Text-based roleplaying (which is pretty much all online roleplaying, even in graphical virtual worlds, because the emote structures aren’t robust enough to handle interactions beyond social basics and PvP, much) takes a particular kind of grace and courtesy. You take your turn, writing what your character does — make your “pose,” it’s called — and then wait for others to respond. The grace comes in making sure your pose invites a response from the other player (and his/her character) but does *not* impose action on the other character in any way.
That is, you can say, “Negaduck whips out a shotgun and tries to shoot Hannibal Lecter.” (Or even, perhaps, “takes a shot at” or “shoots at Hannibal Lecter).
You cannot say, “Negaduck shoots Hannibal Lecter right between the eyes. Hannibal staggers backwards and sinks to the ground.”
The first example invites a response from player-and-character, and gives the player a chance to choose what the character does and have fun with it. You put your cards down, and wait for s/he to play his hand.
The second example totally disregards the other player and assumes control of his/her character. You put your cards down, steal his/her cards, and play them however’s best for you.

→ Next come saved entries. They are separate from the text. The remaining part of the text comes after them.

//! Controller-specific error types.
//!
//! Validation failures live in `crds::ValidationError`; everything the
//! controller can hit while talking to its collaborators is defined here.

use crate::resolver::ResolveError;
use kube::Error as KubeError;
use thiserror::Error;
use vsphere_client::VSphereError;

/// Failure of an external collaborator call (object store, consumer listing,
/// status persistence). Always transient from the controller's point of view.
#[derive(Debug, Error)]
pub enum CollaboratorError {
    /// The looked-up object does not exist
    #[error("not found: {0}")]
    NotFound(String),

    /// Kubernetes API error
    #[error("Kubernetes error: {0}")]
    Kube(#[from] KubeError),

    /// The call was canceled or timed out; the result is unknown
    #[error("unavailable: {0}")]
    Unavailable(String),
}

/// Errors that can occur in the Network Controller.
#[derive(Debug, Error)]
pub enum ControllerError {
    /// Kubernetes API error
    #[error("Kubernetes error: {0}")]
    Kube(#[from] KubeError),

    /// vSphere API error
    #[error("vSphere error: {0}")]
    VSphere(#[from] VSphereError),

    /// Collaborator call failed
    #[error("Collaborator error: {0}")]
    Collaborator(#[from] CollaboratorError),

    /// Provider reference could not be resolved
    #[error("Reference resolution failed: {0}")]
    Resolve(#[from] ResolveError),

    /// Object is missing metadata the controller needs (name, namespace)
    #[error("Invalid resource: {0}")]
    InvalidResource(String),

    /// Invalid configuration
    #[error("Invalid configuration: {0}")]
    InvalidConfig(String),

    /// Resource watch failed
    #[error("Resource watch failed: {0}")]
    Watch(String),
}
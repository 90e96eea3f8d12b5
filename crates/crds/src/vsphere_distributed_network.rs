//! VSphereDistributedNetwork CRD
//!
//! Cluster-scoped provider for networks backed by a vSphere Distributed PortGroup.
//! The port-group on the distributed switch is the source of truth for VLAN
//! configuration; the controller mirrors it into `status.defaultPortConfig`.

use crate::conditions::{ConditionStatus, StatusCondition};
use crate::references::IPPoolReference;
use chrono::{DateTime, Utc};
use kube::CustomResource;
use schemars::JsonSchema;
use serde::{Deserialize, Serialize};

/// Desired state of a VSphereDistributedNetwork
#[derive(CustomResource, Debug, Clone, Serialize, Deserialize, JsonSchema, PartialEq, Default)]
#[kube(
    group = "netoperator.vmware.com",
    version = "v1alpha1",
    kind = "VSphereDistributedNetwork",
    status = "VSphereDistributedNetworkStatus"
)]
#[serde(rename_all = "camelCase")]
pub struct VSphereDistributedNetworkSpec {
    /// Existing vSphere Distributed PortGroup identifier
    #[serde(rename = "portGroupID")]
    pub port_group_id: String,

    /// IP assignment mode for interfaces; staticpool when unset
    #[serde(default, skip_serializing_if = "Option::is_none")]
    #[schemars(with = "Option<String>")]
    pub ip_assignment_mode: Option<IPAssignmentMode>,

    /// IP pools; only set for staticpool
    #[serde(default)]
    pub ip_pools: Vec<IPPoolReference>,

    /// Gateway for interfaces; only set for staticpool
    #[serde(default)]
    pub gateway: String,

    /// Subnet mask for interfaces; only set for staticpool
    #[serde(default)]
    pub subnet_mask: String,
}

impl VSphereDistributedNetworkSpec {
    /// Mode after defaulting: an unset mode means staticpool
    pub fn effective_ip_assignment_mode(&self) -> IPAssignmentMode {
        self.ip_assignment_mode
            .clone()
            .unwrap_or(IPAssignmentMode::StaticPool)
    }
}

/// How interfaces on the network get their addresses
///
/// Unrecognized strings are preserved so validation can report them instead of
/// failing deserialization of the whole object. An empty string means unset.
#[derive(Debug, Clone, PartialEq, Eq, Serialize, Deserialize)]
#[serde(from = "String", into = "String")]
pub enum IPAssignmentMode {
    /// Addresses come from DHCP
    Dhcp,
    /// Addresses come from the referenced IP pools
    StaticPool,
    /// No address is assigned and no DHCP client is configured
    None,
    /// Value outside the supported enum
    Unrecognized(String),
}

impl From<String> for IPAssignmentMode {
    fn from(value: String) -> Self {
        match value.as_str() {
            "dhcp" => Self::Dhcp,
            "staticpool" | "" => Self::StaticPool,
            "none" => Self::None,
            _ => Self::Unrecognized(value),
        }
    }
}

impl From<IPAssignmentMode> for String {
    fn from(mode: IPAssignmentMode) -> Self {
        match mode {
            IPAssignmentMode::Dhcp => "dhcp".to_string(),
            IPAssignmentMode::StaticPool => "staticpool".to_string(),
            IPAssignmentMode::None => "none".to_string(),
            IPAssignmentMode::Unrecognized(other) => other,
        }
    }
}

impl std::fmt::Display for IPAssignmentMode {
    fn fmt(&self, f: &mut std::fmt::Formatter<'_>) -> std::fmt::Result {
        f.write_str(&String::from(self.clone()))
    }
}

/// VLAN configuration type
#[derive(Debug, Clone, Copy, Serialize, Deserialize, JsonSchema, PartialEq, Eq)]
#[serde(rename_all = "lowercase")]
pub enum VlanType {
    /// Single VLAN ID
    Standard,
    /// Set of VLAN ID ranges
    Trunk,
    /// Private VLAN
    Private,
}

impl std::fmt::Display for VlanType {
    fn fmt(&self, f: &mut std::fmt::Formatter<'_>) -> std::fmt::Result {
        match self {
            Self::Standard => write!(f, "standard"),
            Self::Trunk => write!(f, "trunk"),
            Self::Private => write!(f, "private"),
        }
    }
}

/// Inclusive range of VLAN IDs allowed on a trunk
#[derive(Debug, Clone, Copy, Serialize, Deserialize, JsonSchema, PartialEq, Eq)]
pub struct VlanTrunkRange {
    /// Start of the range (inclusive)
    pub start: i32,
    /// End of the range (inclusive)
    pub end: i32,
}

/// VLAN configuration of a port
///
/// Only the field matching `type` is meaningful; the others are ignored.
#[derive(Debug, Clone, Serialize, Deserialize, JsonSchema, PartialEq, Eq)]
#[serde(rename_all = "camelCase")]
pub struct VlanSpec {
    /// Which of the fields below applies
    #[serde(rename = "type")]
    pub type_: VlanType,

    /// VLAN ID for standard VLANs. 0 means no VLAN, 1-4094 a VLAN ID.
    #[serde(rename = "vlanID", default, skip_serializing_if = "Option::is_none")]
    pub vlan_id: Option<i32>,

    /// Allowed ranges for trunk VLANs. Overlapping ranges are allowed.
    #[serde(default, skip_serializing_if = "Vec::is_empty")]
    pub trunk_range: Vec<VlanTrunkRange>,

    /// Private VLAN ID for private VLANs
    #[serde(rename = "privateVlanID", default, skip_serializing_if = "Option::is_none")]
    pub private_vlan_id: Option<i32>,
}

impl VlanSpec {
    /// Standard VLAN with the given ID
    pub fn standard(vlan_id: i32) -> Self {
        Self {
            type_: VlanType::Standard,
            vlan_id: Some(vlan_id),
            trunk_range: Vec::new(),
            private_vlan_id: None,
        }
    }

    /// Trunk over the given `(start, end)` ranges
    pub fn trunk(ranges: impl IntoIterator<Item = (i32, i32)>) -> Self {
        Self {
            type_: VlanType::Trunk,
            vlan_id: None,
            trunk_range: ranges
                .into_iter()
                .map(|(start, end)| VlanTrunkRange { start, end })
                .collect(),
            private_vlan_id: None,
        }
    }

    /// Private VLAN with the given ID
    pub fn private(private_vlan_id: i32) -> Self {
        Self {
            type_: VlanType::Private,
            vlan_id: None,
            trunk_range: Vec::new(),
            private_vlan_id: Some(private_vlan_id),
        }
    }
}

/// Port-level configuration of a distributed network
#[derive(Debug, Clone, Serialize, Deserialize, JsonSchema, PartialEq, Eq, Default)]
#[serde(rename_all = "camelCase")]
pub struct VSphereDistributedPortConfig {
    /// VLAN configuration; unset until first observed from the port-group
    #[serde(default, skip_serializing_if = "Option::is_none")]
    pub vlan: Option<VlanSpec>,
}

/// Observed state of a VSphereDistributedNetwork
#[derive(Debug, Clone, Serialize, Deserialize, JsonSchema, Default, PartialEq)]
#[serde(rename_all = "camelCase")]
pub struct VSphereDistributedNetworkStatus {
    /// Current observed conditions
    #[serde(default, skip_serializing_if = "Vec::is_empty")]
    pub conditions: Vec<VSphereDistributedNetworkCondition>,

    /// Default port configuration applying to all ports unless overridden per port
    #[serde(default, skip_serializing_if = "Option::is_none")]
    pub default_port_config: Option<VSphereDistributedPortConfig>,
}

/// VSphereDistributedNetwork condition types
///
/// Unknown wire values decode as `Other`, like [`IPAssignmentMode::Unrecognized`].
#[derive(Debug, Clone, PartialEq, Eq, Serialize, Deserialize)]
#[serde(from = "String", into = "String")]
pub enum VSphereDistributedNetworkConditionType {
    /// The port-group does not exist or vCenter could not be reached
    PortGroupFailure,
    /// No valid IP pool configuration for the assignment mode
    IPPoolInvalid,
    /// The IP pools are low on free addresses
    IPPoolPressure,
    /// The observed port-group VLAN config is not a valid VlanSpec (advisory)
    VlanConfigInvalid,
    /// Condition type not managed by this controller
    Other(String),
}

impl From<String> for VSphereDistributedNetworkConditionType {
    fn from(value: String) -> Self {
        match value.as_str() {
            "PortGroupFailure" => Self::PortGroupFailure,
            "IPPoolInvalid" => Self::IPPoolInvalid,
            "IPPoolPressure" => Self::IPPoolPressure,
            "VlanConfigInvalid" => Self::VlanConfigInvalid,
            _ => Self::Other(value),
        }
    }
}

impl From<VSphereDistributedNetworkConditionType> for String {
    fn from(kind: VSphereDistributedNetworkConditionType) -> Self {
        use VSphereDistributedNetworkConditionType as Kind;
        match kind {
            Kind::PortGroupFailure => "PortGroupFailure".to_string(),
            Kind::IPPoolInvalid => "IPPoolInvalid".to_string(),
            Kind::IPPoolPressure => "IPPoolPressure".to_string(),
            Kind::VlanConfigInvalid => "VlanConfigInvalid".to_string(),
            Kind::Other(other) => other,
        }
    }
}

/// Machine-readable reasons used on VSphereDistributedNetwork conditions
pub mod vds_reasons {
    /// The port-group ID is empty or unknown to vCenter
    pub const PORT_GROUP_NOT_FOUND: &str = "PortGroupNotFound";
    /// vCenter could not be queried
    pub const PORT_GROUP_QUERY_FAILED: &str = "PortGroupQueryFailed";
    /// The last port-group query succeeded
    pub const PORT_GROUP_AVAILABLE: &str = "PortGroupAvailable";
    /// IP fields do not match the assignment mode
    pub const INVALID_IP_CONFIG: &str = "InvalidIPConfiguration";
    /// IP fields match the assignment mode
    pub const VALID_IP_CONFIG: &str = "ValidIPConfiguration";
    /// Free addresses fell below the pressure threshold
    pub const LOW_FREE_ADDRESSES: &str = "LowFreeAddresses";
    /// Free addresses are at or above the pressure threshold
    pub const SUFFICIENT_FREE_ADDRESSES: &str = "SufficientFreeAddresses";
    /// The port-group reported no pool usage samples
    pub const NO_POOL_USAGE: &str = "NoPoolUsage";
    /// The observed VLAN config fails VLAN validation
    pub const OBSERVED_VLAN_INVALID: &str = "ObservedVlanInvalid";
    /// The observed VLAN config passes VLAN validation
    pub const OBSERVED_VLAN_VALID: &str = "ObservedVlanValid";
}

/// State of a VSphereDistributedNetwork at a certain point
#[derive(Debug, Clone, Serialize, Deserialize, JsonSchema, PartialEq)]
#[serde(rename_all = "camelCase")]
pub struct VSphereDistributedNetworkCondition {
    /// Condition type
    #[serde(rename = "type")]
    #[schemars(with = "String")]
    pub type_: VSphereDistributedNetworkConditionType,

    /// True, False or Unknown
    pub status: ConditionStatus,

    /// Machine-readable reason for the last transition
    #[serde(default, skip_serializing_if = "String::is_empty")]
    pub reason: String,

    /// Human-readable details
    #[serde(default, skip_serializing_if = "String::is_empty")]
    pub message: String,

    /// Time of the last status change
    #[serde(default, skip_serializing_if = "Option::is_none")]
    pub last_transition_time: Option<DateTime<Utc>>,
}

impl VSphereDistributedNetworkCondition {
    /// Build a condition; the ledger stamps the transition time.
    pub fn new(
        type_: VSphereDistributedNetworkConditionType,
        status: ConditionStatus,
        reason: impl Into<String>,
        message: impl Into<String>,
    ) -> Self {
        Self {
            type_,
            status,
            reason: reason.into(),
            message: message.into(),
            last_transition_time: None,
        }
    }
}

impl StatusCondition for VSphereDistributedNetworkCondition {
    type Kind = VSphereDistributedNetworkConditionType;

    fn kind(&self) -> &VSphereDistributedNetworkConditionType { &self.type_ }
    fn status(&self) -> ConditionStatus { self.status }
    fn reason(&self) -> &str { &self.reason }
    fn message(&self) -> &str { &self.message }
    fn last_transition_time(&self) -> Option<DateTime<Utc>> { self.last_transition_time }
    fn set_last_transition_time(&mut self, at: DateTime<Utc>) { self.last_transition_time = Some(at); }
}
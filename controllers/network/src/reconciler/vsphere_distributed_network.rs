//! VSphereDistributedNetwork reconciliation.

use super::{resource_key, Reconciler};
use crate::error::ControllerError;
use crate::port_config::reconcile_port_config;
use chrono::{DateTime, Utc};
use crds::{
    join_field_errors, set_condition, validate_spec, vds_reasons, ConditionStatus,
    VSphereDistributedNetwork, VSphereDistributedNetworkCondition,
    VSphereDistributedNetworkConditionType, VSphereDistributedNetworkSpec,
};
use std::time::Duration;
use tracing::{debug, info, warn};
use vsphere_client::VSphereError;

/// `IPPoolInvalid` condition for a spec
pub fn ip_config_condition(spec: &VSphereDistributedNetworkSpec) -> VSphereDistributedNetworkCondition {
    let errors = validate_spec(spec);
    if errors.is_empty() {
        VSphereDistributedNetworkCondition::new(
            VSphereDistributedNetworkConditionType::IPPoolInvalid,
            ConditionStatus::False,
            vds_reasons::VALID_IP_CONFIG,
            "",
        )
    } else {
        VSphereDistributedNetworkCondition::new(
            VSphereDistributedNetworkConditionType::IPPoolInvalid,
            ConditionStatus::True,
            vds_reasons::INVALID_IP_CONFIG,
            join_field_errors(&errors),
        )
    }
}

impl Reconciler {
    /// Reconcile one VSphereDistributedNetwork against its port-group.
    ///
    /// Returns a retry delay when the port-group query failed.
    pub async fn reconcile_vsphere_distributed_network(
        &self,
        network: &VSphereDistributedNetwork,
        now: DateTime<Utc>,
    ) -> Result<Option<Duration>, ControllerError> {
        let name = network.metadata.name.clone().ok_or_else(|| {
            ControllerError::InvalidResource("VSphereDistributedNetwork missing name".to_string())
        })?;
        let backoff_key = resource_key("VSphereDistributedNetwork", None, &name);
        let port_group_id = &network.spec.port_group_id;

        let query = if port_group_id.is_empty() {
            Err(VSphereError::NotFound("spec.portGroupID is empty".to_string()))
        } else {
            self.port_groups.query_port_group(port_group_id).await
        };
        if let Err(e) = &query {
            warn!(
                "Port-group {} query for VSphereDistributedNetwork {} failed: {}",
                port_group_id, name, e
            );
        }

        let mut outcome = reconcile_port_config(network, &query, &self.policy, now);
        outcome.changed |= set_condition(
            &mut outcome.status.conditions,
            ip_config_condition(&network.spec),
            now,
        );

        for condition in &outcome.asserted {
            debug!(
                "VSphereDistributedNetwork {}: {:?}={} ({})",
                name, condition.type_, condition.status, condition.reason
            );
        }

        if outcome.changed {
            info!("Updating status of VSphereDistributedNetwork {}", name);
            let result = self
                .writer
                .write_vsphere_distributed_network_status(&name, &outcome.status)
                .await;
            if !self.written(&backoff_key, result)? {
                return Ok(None);
            }
        }

        Ok(self.settle(&backoff_key, query.is_err()))
    }
}
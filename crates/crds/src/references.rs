//! Typed object references between network resources
//!
//! Follows the Kubernetes `TypedObjectReference` pattern (apiGroup, kind, name and
//! optional namespace). References are non-owning: the target may not exist yet,
//! or may never exist, and resolving it is the controller's job.

use schemars::JsonSchema;
use serde::{Deserialize, Serialize};

/// API group served by the network resources
pub const NETWORK_API_GROUP: &str = "netoperator.vmware.com";

/// API version served by the network resources
pub const NETWORK_API_VERSION: &str = "v1alpha1";

/// Kind name of the `VSphereDistributedNetwork` provider
pub const VSPHERE_DISTRIBUTED_NETWORK_KIND: &str = "VSphereDistributedNetwork";

/// Kind name of the `Network` resource
pub const NETWORK_KIND: &str = "Network";

/// Reference from a `Network` to the provider object that implements it
///
/// - `apiGroup`: API group of the provider (e.g., "netoperator.vmware.com")
/// - `kind`: provider kind (e.g., "VSphereDistributedNetwork")
/// - `name`: provider object name
/// - `namespace`: provider namespace; empty or absent means cluster scoped
/// - `apiVersion`: provider version; the registry default is used when absent
#[derive(Debug, Clone, Serialize, Deserialize, JsonSchema, PartialEq, Eq, Default)]
#[serde(rename_all = "camelCase")]
pub struct NetworkProviderReference {
    /// API group of the referenced provider
    pub api_group: String,

    /// Kind of the referenced provider
    pub kind: String,

    /// Name of the referenced provider
    pub name: String,

    /// Namespace of the referenced provider. If empty, cluster scoped resource is assumed.
    #[serde(default, skip_serializing_if = "Option::is_none")]
    pub namespace: Option<String>,

    /// API version of the referent
    #[serde(default, skip_serializing_if = "Option::is_none")]
    pub api_version: Option<String>,
}

impl NetworkProviderReference {
    /// Reference to a cluster-scoped `VSphereDistributedNetwork`
    pub fn vsphere_distributed(name: impl Into<String>) -> Self {
        Self {
            api_group: NETWORK_API_GROUP.to_string(),
            kind: VSPHERE_DISTRIBUTED_NETWORK_KIND.to_string(),
            name: name.into(),
            namespace: None,
            api_version: Some(NETWORK_API_VERSION.to_string()),
        }
    }

    /// Namespace to look the provider up in, `None` for cluster scope.
    ///
    /// An empty string is treated the same as an absent namespace.
    pub fn scope_namespace(&self) -> Option<&str> {
        self.namespace.as_deref().filter(|ns| !ns.is_empty())
    }

    /// Version requested by the reference, if any
    pub fn requested_version(&self) -> Option<&str> {
        self.api_version.as_deref().filter(|v| !v.is_empty())
    }

    /// Whether both references name the same object, treating empty optional
    /// fields as absent
    pub fn same_target(&self, other: &Self) -> bool {
        self.api_group == other.api_group
            && self.kind == other.kind
            && self.name == other.name
            && self.scope_namespace() == other.scope_namespace()
            && self.requested_version() == other.requested_version()
    }
}

impl std::fmt::Display for NetworkProviderReference {
    fn fmt(&self, f: &mut std::fmt::Formatter<'_>) -> std::fmt::Result {
        match self.scope_namespace() {
            Some(ns) => write!(f, "{}.{} {}/{}", self.kind, self.api_group, ns, self.name),
            None => write!(f, "{}.{} {}", self.kind, self.api_group, self.name),
        }
    }
}

/// Same-namespace pointer to a `Network`
#[derive(Debug, Clone, Serialize, Deserialize, JsonSchema, PartialEq, Eq, Default)]
#[serde(rename_all = "camelCase")]
pub struct NetworkReference {
    /// Kind of the referenced resource
    pub kind: String,

    /// Name of the referenced resource
    pub name: String,

    /// API version of the referent
    #[serde(default, skip_serializing_if = "Option::is_none")]
    pub api_version: Option<String>,
}

impl NetworkReference {
    /// Reference to a `Network` by name
    pub fn network(name: impl Into<String>) -> Self {
        Self {
            kind: NETWORK_KIND.to_string(),
            name: name.into(),
            api_version: None,
        }
    }
}

/// Reference to an IP pool used by static address assignment
#[derive(Debug, Clone, Serialize, Deserialize, JsonSchema, PartialEq, Eq, Default)]
#[serde(rename_all = "camelCase")]
pub struct IPPoolReference {
    /// Name of the IP pool
    pub name: String,

    /// API group of the IP pool resource
    #[serde(default, skip_serializing_if = "Option::is_none")]
    pub api_group: Option<String>,

    /// Kind of the IP pool resource
    #[serde(default, skip_serializing_if = "Option::is_none")]
    pub kind: Option<String>,
}

impl IPPoolReference {
    /// Reference to a pool by name only
    pub fn named(name: impl Into<String>) -> Self {
        Self {
            name: name.into(),
            api_group: None,
            kind: None,
        }
    }
}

That there’s what’s called power-posing, and it pretty much marks you as a) an overly-enthusiastic newbie or b) a griefer ass, who’s interested in playing other *players* and grandstanding, not in the cooperative dynamic of good roleplaying.
Internet etiquette is an odd thing — really, no action has been taken beyond the writing out of a fictional scene between fictional characters. But, in the context of the game and the social interactions it proceeds by, it’s funny how offensive power-posers seem. It’s like the kid on the playground who always says he’s won or is winning, even when everyone else knows he isn’t. He’s playing by a set of rules totally different from those of the game everyone else is trying to play, but loudly insists that he’s playing the same game.